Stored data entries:
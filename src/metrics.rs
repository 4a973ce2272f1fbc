// Copyright (c) 2025 - Cowboy AI, Inc.
//! Metrics sink
//!
//! Components receive an `Arc<dyn MetricsSink>` at construction instead of
//! touching process-wide registries, so tests can substitute a recording sink.
//! [`PrometheusMetrics`] forwards to the `metrics` facade; installing an
//! exporter is left to the embedding process.

use metrics::{counter, describe_counter, describe_histogram, histogram};

/// Counter: failed inventory queries by `storeKind` and `queryKind`
pub const STORE_QUERY_ERRORS: &str = "bmc_worker_store_query_error_count";

/// Counter: failed BMC operations by `operation` and `kind`
pub const BMC_QUERY_ERRORS: &str = "bmc_worker_bmc_query_error_count";

/// Counter: work items received by `valid` and `response`
pub const EVENTS_RECEIVED: &str = "bmc_worker_events_received";

/// Histogram: work item runtime by `label` and `state`
pub const ACTION_DURATION: &str = "bmc_worker_action_duration_seconds";

/// Destination for operational metrics
pub trait MetricsSink: Send + Sync {
    /// An upstream inventory query failed
    fn store_query_error(&self, store_kind: &str, query_kind: &str);

    /// A BMC operation failed, classified by failure kind
    fn bmc_query_error(&self, operation: &str, kind: &str);

    /// A work item was received and either processed or rejected
    fn event_received(&self, valid: bool, response: &str);

    /// Time spent on a unit of work
    fn observe_duration(&self, label: &str, state: &str, seconds: f64);
}

/// Sink that drops everything
#[derive(Debug, Clone, Copy, Default)]
pub struct NoopMetrics;

impl MetricsSink for NoopMetrics {
    fn store_query_error(&self, _store_kind: &str, _query_kind: &str) {}

    fn bmc_query_error(&self, _operation: &str, _kind: &str) {}

    fn event_received(&self, _valid: bool, _response: &str) {}

    fn observe_duration(&self, _label: &str, _state: &str, _seconds: f64) {}
}

/// Sink backed by the `metrics` facade
#[derive(Debug, Clone, Copy)]
pub struct PrometheusMetrics;

impl PrometheusMetrics {
    /// Describe every metric this crate emits and return the sink
    pub fn new() -> Self {
        describe_counter!(
            STORE_QUERY_ERRORS,
            "A counter metric to measure the total count of errors querying the asset store"
        );
        describe_counter!(
            BMC_QUERY_ERRORS,
            "A counter metric to measure the total count of failed BMC operations"
        );
        describe_counter!(
            EVENTS_RECEIVED,
            "A counter metric to measure the total count of work items received"
        );
        describe_histogram!(
            ACTION_DURATION,
            "Time spent completing each power work item in seconds"
        );

        Self
    }
}

impl Default for PrometheusMetrics {
    fn default() -> Self {
        Self::new()
    }
}

impl MetricsSink for PrometheusMetrics {
    fn store_query_error(&self, store_kind: &str, query_kind: &str) {
        counter!(
            STORE_QUERY_ERRORS,
            "storeKind" => store_kind.to_string(),
            "queryKind" => query_kind.to_string()
        )
        .increment(1);
    }

    fn bmc_query_error(&self, operation: &str, kind: &str) {
        counter!(
            BMC_QUERY_ERRORS,
            "operation" => operation.to_string(),
            "kind" => kind.to_string()
        )
        .increment(1);
    }

    fn event_received(&self, valid: bool, response: &str) {
        counter!(
            EVENTS_RECEIVED,
            "valid" => valid.to_string(),
            "response" => response.to_string()
        )
        .increment(1);
    }

    fn observe_duration(&self, label: &str, state: &str, seconds: f64) {
        histogram!(
            ACTION_DURATION,
            "label" => label.to_string(),
            "state" => state.to_string()
        )
        .record(seconds);
    }
}
// Copyright (c) 2025 - Cowboy AI, Inc.
//! NATS transport for work items
//!
//! Work items arrive as JSON on a core NATS subject. Each message is decoded,
//! counted as valid or invalid, and handed to a [`MessageHandler`] on its own
//! task. When the message carries a reply subject the handler's reply is
//! published there.

use std::sync::Arc;
use std::time::Duration;

use async_nats::{Client, ConnectOptions, Subscriber};
use futures::StreamExt;
use serde::de::DeserializeOwned;
use serde::Serialize;
use tokio::task::{JoinHandle, JoinSet};
use tokio_util::sync::CancellationToken;
use tracing::{debug, error, info, warn};

use crate::errors::{InfrastructureError, InfrastructureResult};
use crate::metrics::MetricsSink;

/// Configuration for NATS connection
#[derive(Debug, Clone)]
pub struct NatsConfig {
    /// NATS server URLs
    pub servers: Vec<String>,
    /// Client name
    pub name: String,
    /// Connection timeout
    pub connect_timeout: Duration,
}

impl Default for NatsConfig {
    fn default() -> Self {
        Self {
            servers: vec!["nats://localhost:4222".to_string()],
            name: "bmc-worker".to_string(),
            connect_timeout: Duration::from_secs(10),
        }
    }
}

/// NATS client wrapper
#[derive(Clone)]
pub struct NatsClient {
    client: Client,
}

impl NatsClient {
    /// Create a new NATS client with the given configuration
    pub async fn new(config: NatsConfig) -> InfrastructureResult<Self> {
        let connect_options = ConnectOptions::new()
            .name(&config.name)
            .connection_timeout(config.connect_timeout);

        let client = async_nats::connect_with_options(config.servers.join(","), connect_options)
            .await
            .map_err(|e| InfrastructureError::NatsConnection(e.to_string()))?;

        info!(servers = ?config.servers, "connected to NATS");

        Ok(Self { client })
    }

    /// Publish a JSON message to a subject
    pub async fn publish<T>(&self, subject: &str, message: &T) -> InfrastructureResult<()>
    where
        T: Serialize,
    {
        let payload = serde_json::to_vec(message)?;
        self.publish_bytes(subject, payload).await
    }

    /// Publish an already encoded payload
    pub async fn publish_bytes(&self, subject: &str, payload: Vec<u8>) -> InfrastructureResult<()> {
        self.client
            .publish(subject.to_string(), payload.into())
            .await
            .map_err(|e| InfrastructureError::NatsConnection(e.to_string()))?;

        debug!(subject, "published message");
        Ok(())
    }

    /// Subscribe to a subject
    pub async fn subscribe(&self, subject: &str) -> InfrastructureResult<Subscriber> {
        let subscriber = self
            .client
            .subscribe(subject.to_string())
            .await
            .map_err(|e| InfrastructureError::NatsSubscribe(e.to_string()))?;

        info!(subject, "subscribed");
        Ok(subscriber)
    }

    /// Get the underlying NATS client for advanced operations
    pub fn inner(&self) -> &Client {
        &self.client
    }
}

/// Trait for handling work items from NATS
#[async_trait::async_trait]
pub trait MessageHandler: Send + Sync {
    /// The decoded message type
    type Message: DeserializeOwned + Send;

    /// Reply published when the message carries a reply subject
    type Reply: Serialize + Send;

    /// Handle a message
    ///
    /// Returning [`InfrastructureError::WorkItemRejected`] marks the message as
    /// not meant for this worker.
    async fn handle(
        &self,
        message: Self::Message,
        cancel: &CancellationToken,
    ) -> InfrastructureResult<Self::Reply>;

    /// Get the subject this handler subscribes to
    fn subject(&self) -> &str;
}

/// Decode one payload, run the handler and count the event
pub async fn dispatch<H>(
    handler: &H,
    metrics: &dyn MetricsSink,
    payload: &[u8],
    cancel: &CancellationToken,
) -> InfrastructureResult<H::Reply>
where
    H: MessageHandler + ?Sized,
{
    let message = match serde_json::from_slice::<H::Message>(payload) {
        Ok(message) => message,
        Err(e) => {
            metrics.event_received(false, "nack");
            warn!(error = %e, "discarding undecodable work item");
            return Err(InfrastructureError::Deserialization(e.to_string()));
        }
    };

    match handler.handle(message, cancel).await {
        Ok(reply) => {
            metrics.event_received(true, "ack");
            Ok(reply)
        }
        Err(InfrastructureError::WorkItemRejected(reason)) => {
            metrics.event_received(false, "nack");
            debug!(reason = %reason, "work item rejected");
            Err(InfrastructureError::WorkItemRejected(reason))
        }
        Err(e) => {
            metrics.event_received(true, "nack");
            error!(kind = e.kind(), error = %e, "work item failed");
            Err(e)
        }
    }
}

/// Message processor that runs handlers for subscriptions
pub struct MessageProcessor {
    client: NatsClient,
    metrics: Arc<dyn MetricsSink>,
}

impl MessageProcessor {
    /// Create a new message processor
    pub fn new(client: NatsClient, metrics: Arc<dyn MetricsSink>) -> Self {
        Self { client, metrics }
    }

    /// Start processing messages for a handler until `cancel` fires
    ///
    /// On cancellation the subscription stops and in-flight work items are
    /// awaited; they observe the same token and release their sessions.
    pub async fn run_handler<H>(
        &self,
        handler: Arc<H>,
        cancel: CancellationToken,
    ) -> InfrastructureResult<JoinHandle<()>>
    where
        H: MessageHandler + 'static,
    {
        let subject = handler.subject().to_string();
        let mut subscriber = self.client.subscribe(&subject).await?;
        let client = self.client.clone();
        let metrics = self.metrics.clone();

        let task = tokio::spawn(async move {
            let mut in_flight = JoinSet::new();

            loop {
                let message = tokio::select! {
                    _ = cancel.cancelled() => break,
                    message = subscriber.next() => message,
                    Some(_) = in_flight.join_next(), if !in_flight.is_empty() => continue,
                };

                let Some(message) = message else {
                    warn!(subject = %subject, "subscription closed");
                    break;
                };

                let handler = handler.clone();
                let metrics = metrics.clone();
                let client = client.clone();
                let cancel = cancel.clone();

                in_flight.spawn(async move {
                    let result =
                        dispatch(handler.as_ref(), metrics.as_ref(), &message.payload, &cancel).await;

                    let (Ok(reply), Some(reply_to)) = (result, message.reply) else {
                        return;
                    };

                    // Encode first so no borrow of the reply crosses the publish
                    let payload = match serde_json::to_vec(&reply) {
                        Ok(payload) => payload,
                        Err(e) => {
                            error!(error = %e, "failed to encode reply");
                            return;
                        }
                    };

                    if let Err(e) = client.publish_bytes(&reply_to.to_string(), payload).await {
                        error!(error = %e, "failed to publish reply");
                    }
                });
            }

            if let Err(e) = subscriber.unsubscribe().await {
                debug!(error = %e, "unsubscribe failed");
            }

            while in_flight.join_next().await.is_some() {}
            info!(subject = %subject, "message processor stopped");
        });

        Ok(task)
    }
}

▶ _WORK TO BE COMPLETED_: Your answer should be the lines above that contain the word "total", copied out.

▶ _RESULT OF THIS TASK_:
            "A counter metric to measure the total count of errors querying the asset store"
            "A counter metric to measure the total count of failed BMC operations"
            "A counter metric to measure the total count of work items received"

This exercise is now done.